Records contained in a dataset
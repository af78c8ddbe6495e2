use std::sync::Arc;

use axum::{middleware, routing::{get, patch}, Router};

use shared_database::AppState;
use shared_utils::extractor::auth_middleware;

use crate::handlers;

pub fn notification_routes(state: Arc<AppState>) -> Router {
    Router::new()
        .route("/", get(handlers::list_notifications))
        .route("/{notification_id}/read", patch(handlers::mark_read))
        .layer(middleware::from_fn_with_state(state.config.clone(), auth_middleware))
        .with_state(state)
}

**HOW TO COMPLETE THIS TASK:**
For the string "patch", filter the data and copy out each line where it occurs.

**SOLUTION:**
use axum::{middleware, routing::{get, patch}, Router};
        .route("/{notification_id}/read", patch(handlers::mark_read))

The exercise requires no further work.